29 de julho de 2023

Rosa Luxemburgo antecipou o impacto destrutivo da globalização capitalista

A obra de Rosa Luxemburgo, A Acumulação do Capital, descreveu a devastação que o capitalismo causou no que hoje chamamos de Sul Global. Os ativistas socialistas e ambientais de hoje podem extrair informações valiosas da compreensão de Luxemburgo sobre o sistema mundial.

Peter Hudis

Jacobin

Um retrato de Rosa Luxemburgo em uma manifestação contra a Guerra do Vietnã em Berlim. (Rogge and ullstein bild / Getty Images)

Poucas questões assumiram maior importância nas últimas décadas do que o impacto destrutivo da globalização capitalista sobre os povos indígenas, as relações sociais não mercantilizadas e o meio ambiente natural. Portanto, não é de surpreender que tenha havido um renascimento do interesse por uma das análises mais destacadas desse fenômeno: a obra de Rosa Luxemburgo, de 1913, A Acumulação do Capital: Contribuição ao Estudo Econômico do Imperialismo.

O livro de Luxemburgo foi publicado às vésperas da Primeira Guerra Mundial, mas alguns de seus temas são notavelmente relevantes para o nosso tempo. Uma nova tradução para o inglês, muito melhorada, tornou-se disponível na última década como parte do projeto de publicação de suas obras completas. Neste ensaio, farei uma breve introdução aos principais argumentos que Luxemburgo apresentou sobre a dinâmica do capitalismo e discutirei como eles podem ser aplicados ao sistema hoje.

Marxismo anticolonial

Rosa Luxemburgo foi uma notável internacionalista, conhecida por suas críticas inovadoras ao colonialismo e ao imperialismo. Como uma mulher judia crescendo na Polônia ocupada pela Rússia, ela tinha plena consciência de que a dominação colonial é uma ofensa à humanidade.

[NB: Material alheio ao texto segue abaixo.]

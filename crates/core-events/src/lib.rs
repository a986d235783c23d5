//! Event types, the pub/sub bus, and the named-task registry.
//!
//! Every input surface (encoders, buttons, keyboard, API) and every state
//! mutation funnels through the bus as a typed `Event`. Controllers and
//! broadcasters subscribe with a priority and an optional filter; a
//! failing handler never stops the remaining handlers.

use core_model::{AnimationId, ParamId, ParamValue, RenderMode, ZoneId, ZoneSnapshot};
use std::fmt;

mod bus;
mod middleware;
mod tasks;

pub use bus::{BusMetricsSnapshot, EventBus, HandlerError, EVENT_HISTORY_CAP};
pub use middleware::{LoggingMiddleware, Middleware, RateLimitMiddleware};
pub use tasks::{TaskInfo, TaskRegistry, TaskStats};

/// Physical rotary encoder roles. The selector picks *what* is edited,
/// the modulator changes *how much*.
#[derive(Debug, Clone, Copy, PartialEq, Eq, Hash)]
pub enum EncoderSource {
    Selector,
    Modulator,
}

impl EncoderSource {
    pub const fn as_str(self) -> &'static str {
        match self {
            EncoderSource::Selector => "selector",
            EncoderSource::Modulator => "modulator",
        }
    }
}

bitflags::bitflags! {
    #[derive(Clone, Copy, Debug, PartialEq, Eq, Hash)]
    pub struct KeyModifiers: u8 {
        const CTRL  = 0b0000_0001;
        const ALT   = 0b0000_0010;
        const SHIFT = 0b0000_0100;
    }
}

/// Normalized logical keys surfaced by the keyboard adapter.
#[derive(Debug, Clone, Copy, PartialEq, Eq, Hash)]
pub enum KeyCode {
    Char(char),
    Enter,
    Esc,
    Tab,
    Up,
    Down,
    Left,
    Right,
}

#[derive(Debug, Clone, Copy, PartialEq, Eq, Hash)]
pub struct KeyInput {
    pub code: KeyCode,
    pub mods: KeyModifiers,
}

impl KeyInput {
    pub fn plain(code: KeyCode) -> Self {
        Self {
            code,
            mods: KeyModifiers::empty(),
        }
    }
}

impl fmt::Display for KeyInput {
    fn fmt(&self, f: &mut fmt::Formatter<'_>) -> fmt::Result {
        write!(f, "{:?}{:?}", self.code, self.mods)
    }
}

/// Everything that can happen in the system, as observed by controllers
/// and broadcasters.
#[derive(Debug, Clone)]
pub enum Event {
    EncoderRotated {
        encoder: EncoderSource,
        delta: i32,
    },
    ButtonPressed {
        button: String,
    },
    KeyPressed {
        key: KeyInput,
    },
    ZoneStateChanged {
        zone: ZoneId,
    },
    ZoneRenderModeChanged {
        zone: ZoneId,
        mode: RenderMode,
    },
    ZoneAnimationChanged {
        zone: ZoneId,
        animation: Option<AnimationId>,
    },
    AnimationStarted {
        animation: AnimationId,
    },
    AnimationStopped {
        animation: AnimationId,
    },
    AnimationParamChanged {
        animation: AnimationId,
        param: ParamId,
        value: ParamValue,
    },
    /// Serializable projection published after every mutation so the API
    /// broadcaster and the preview never poll.
    ZoneSnapshotUpdated {
        snapshot: ZoneSnapshot,
    },
    ShutdownRequested {
        reason: String,
    },
}

/// Discriminant used for subscription matching.
#[derive(Debug, Clone, Copy, PartialEq, Eq, Hash)]
pub enum EventKind {
    EncoderRotated,
    ButtonPressed,
    KeyPressed,
    ZoneStateChanged,
    ZoneRenderModeChanged,
    ZoneAnimationChanged,
    AnimationStarted,
    AnimationStopped,
    AnimationParamChanged,
    ZoneSnapshotUpdated,
    ShutdownRequested,
}

impl EventKind {
    pub const fn as_str(self) -> &'static str {
        match self {
            EventKind::EncoderRotated => "encoder_rotated",
            EventKind::ButtonPressed => "button_pressed",
            EventKind::KeyPressed => "key_pressed",
            EventKind::ZoneStateChanged => "zone_state_changed",
            EventKind::ZoneRenderModeChanged => "zone_render_mode_changed",
            EventKind::ZoneAnimationChanged => "zone_animation_changed",
            EventKind::AnimationStarted => "animation_started",
            EventKind::AnimationStopped => "animation_stopped",
            EventKind::AnimationParamChanged => "animation_param_changed",
            EventKind::ZoneSnapshotUpdated => "zone_snapshot_updated",
            EventKind::ShutdownRequested => "shutdown_requested",
        }
    }
}

impl Event {
    pub fn kind(&self) -> EventKind {
        match self {
            Event::EncoderRotated { .. } => EventKind::EncoderRotated,
            Event::ButtonPressed { .. } => EventKind::ButtonPressed,
            Event::KeyPressed { .. } => EventKind::KeyPressed,
            Event::ZoneStateChanged { .. } => EventKind::ZoneStateChanged,
            Event::ZoneRenderModeChanged { .. } => EventKind::ZoneRenderModeChanged,
            Event::ZoneAnimationChanged { .. } => EventKind::ZoneAnimationChanged,
            Event::AnimationStarted { .. } => EventKind::AnimationStarted,
            Event::AnimationStopped { .. } => EventKind::AnimationStopped,
            Event::AnimationParamChanged { .. } => EventKind::AnimationParamChanged,
            Event::ZoneSnapshotUpdated { .. } => EventKind::ZoneSnapshotUpdated,
            Event::ShutdownRequested { .. } => EventKind::ShutdownRequested,
        }
    }
}

#[cfg(test)]
mod tests {
    use super::*;

    #[test]
    fn kind_matches_variant() {
        let ev = Event::EncoderRotated {
            encoder: EncoderSource::Selector,
            delta: 1,
        };
        assert_eq!(ev.kind(), EventKind::EncoderRotated);
        assert_eq!(ev.kind().as_str(), "encoder_rotated");
    }
}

Sua oposição a ela só se aprofundou quando o novo estágio global do imperialismo emergiu nos anos anteriores à sua mudança para a Alemanha em 1898, onde ela se tornou uma figura importante na Segunda Internacional. Desde seus primeiros escritos, Luxemburgo estava determinada a mostrar que a destruição de povos indígenas e formações sociais no mundo não-ocidental pelo capitalismo euro-americano não era uma característica acidental ou secundária da acumulação de capital, mas sim seu pré-requisito fundamental.

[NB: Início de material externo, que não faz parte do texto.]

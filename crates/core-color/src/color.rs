//! User-facing color representation.
//!
//! The serde shape is the tagged dict used by `state.json` and the HTTP
//! API: `{"mode":"HUE","hue":180}`, `{"mode":"PRESET","preset_name":"warm_white"}`,
//! `{"mode":"RGB","rgb":[r,g,b]}`, plus HSV and KELVIN. Unknown `mode`
//! strings fail deserialization; callers surface that as a validation
//! error.

use crate::{hsv_to_rgb, hue_to_rgb, kelvin_to_rgb, PresetTable, Rgb};
use serde::{Deserialize, Serialize};

#[derive(Debug, Clone, PartialEq, Serialize, Deserialize)]
#[serde(tag = "mode")]
pub enum Color {
    /// Position on the fully saturated hue wheel, degrees. Stored wrapped
    /// to `[0, 360)`.
    #[serde(rename = "HUE")]
    Hue { hue: u16 },
    /// Named preset resolved through the color table at render time.
    #[serde(rename = "PRESET")]
    Preset { preset_name: String },
    #[serde(rename = "RGB")]
    Rgb { rgb: Rgb },
    #[serde(rename = "HSV")]
    Hsv { hue: f32, saturation: f32, value: f32 },
    #[serde(rename = "KELVIN")]
    Kelvin { kelvin: u16 },
}

impl Color {
    /// Hue constructor, wrapping into `[0, 360)`.
    pub fn hue(degrees: i32) -> Color {
        Color::Hue {
            hue: degrees.rem_euclid(360) as u16,
        }
    }

    pub fn preset(name: impl Into<String>) -> Color {
        Color::Preset {
            preset_name: name.into(),
        }
    }

    pub fn rgb(rgb: Rgb) -> Color {
        Color::Rgb { rgb }
    }

    /// Lower to canonical RGB. Total: an unknown preset renders black;
    /// preset-name validation happens at the mutation boundary so that
    /// fallback is unreachable through the services.
    pub fn to_rgb(&self, presets: &PresetTable) -> Rgb {
        match self {
            Color::Hue { hue } => hue_to_rgb(*hue),
            Color::Preset { preset_name } => presets.get(preset_name).unwrap_or(Rgb::BLACK),
            Color::Rgb { rgb } => *rgb,
            Color::Hsv {
                hue,
                saturation,
                value,
            } => hsv_to_rgb(*hue, *saturation, *value),
            Color::Kelvin { kelvin } => kelvin_to_rgb(*kelvin),
        }
    }

    /// A new color scaled linearly by `brightness / 100`. The result is
    /// always an RGB variant since scaling is not closed over the other
    /// representations.
    pub fn with_brightness(&self, brightness: u8, presets: &PresetTable) -> Color {
        Color::Rgb {
            rgb: self.to_rgb(presets).scale(brightness),
        }
    }

}

#[cfg(test)]
mod tests {
    use super::*;

    fn table() -> PresetTable {
        PresetTable::from_parts(
            [
                ("warm_white".to_string(), Rgb(255, 200, 150)),
                ("red".to_string(), Rgb(255, 0, 0)),
            ]
            .into_iter()
            .collect(),
            vec!["red".to_string(), "warm_white".to_string()],
            ["warm_white".to_string()].into_iter().collect(),
        )
    }

    #[test]
    fn hue_constructor_wraps() {
        assert_eq!(Color::hue(360), Color::Hue { hue: 0 });
        assert_eq!(Color::hue(-30), Color::Hue { hue: 330 });
        assert_eq!(Color::hue(725), Color::Hue { hue: 5 });
    }

    #[test]
    fn to_rgb_is_total_for_every_variant() {
        let t = table();
        assert_eq!(Color::hue(180).to_rgb(&t), Rgb(0, 255, 255));
        assert_eq!(Color::preset("warm_white").to_rgb(&t), Rgb(255, 200, 150));
        assert_eq!(Color::preset("missing").to_rgb(&t), Rgb::BLACK);
        assert_eq!(Color::rgb(Rgb(1, 2, 3)).to_rgb(&t), Rgb(1, 2, 3));
        assert_eq!(
            (Color::Kelvin { kelvin: 6600 }).to_rgb(&t),
            kelvin_to_rgb(6600)
        );
    }

    #[test]
    fn to_rgb_is_deterministic() {
        let t = table();
        let c = Color::Hsv {
            hue: 42.0,
            saturation: 0.7,
            value: 0.9,
        };
        assert_eq!(c.to_rgb(&t), c.to_rgb(&t));
    }

    #[test]
    fn with_brightness_scales_linearly() {
        let t = table();
        let dimmed = Color::preset("warm_white").with_brightness(80, &t);
        assert_eq!(dimmed, Color::rgb(Rgb(255, 200, 150).scale(80)));
    }

    #[test]
    fn serde_round_trip_preserves_mode_and_payload() {
        let cases = vec![
            Color::hue(210),
            Color::preset("warm_white"),
            Color::rgb(Rgb(10, 20, 30)),
            Color::Kelvin { kelvin: 2700 },
        ];
        for color in cases {
            let json = serde_json::to_value(&color).unwrap();
            let back: Color = serde_json::from_value(json).unwrap();
            assert_eq!(back, color);
        }
    }

    #[test]
    fn serde_shape_matches_state_schema() {
        let json = serde_json::to_value(Color::hue(180)).unwrap();
        assert_eq!(json, serde_json::json!({"mode": "HUE", "hue": 180}));
        let json = serde_json::to_value(Color::preset("warm_white")).unwrap();
        assert_eq!(
            json,
            serde_json::json!({"mode": "PRESET", "preset_name": "warm_white"})
        );
        let json = serde_json::to_value(Color::rgb(Rgb(1, 2, 3))).unwrap();
        assert_eq!(json, serde_json::json!({"mode": "RGB", "rgb": [1, 2, 3]}));
    }

    #[test]
    fn unknown_mode_is_rejected() {
        let parsed: Result<Color, _> =
            serde_json::from_value(serde_json::json!({"mode": "CMYK", "c": 1}));
        assert!(parsed.is_err());
    }
}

Ela não estava sozinha nesse esforço. A Segunda Internacional compreendia uma ampla variedade de tendências, desde reformistas que se desculpavam ou mesmo apoiavam o colonialismo até marxistas revolucionários que o castigavam. Karl Kautsky, considerado o "Papa do Marxismo" antes de 1914, emitiu uma série de poderosas denúncias ao imperialismo, argumentando que as revoltas anticoloniais na China e na Índia poderiam inspirar o movimento trabalhista europeu a aprofundar suas lutas contra o capitalismo.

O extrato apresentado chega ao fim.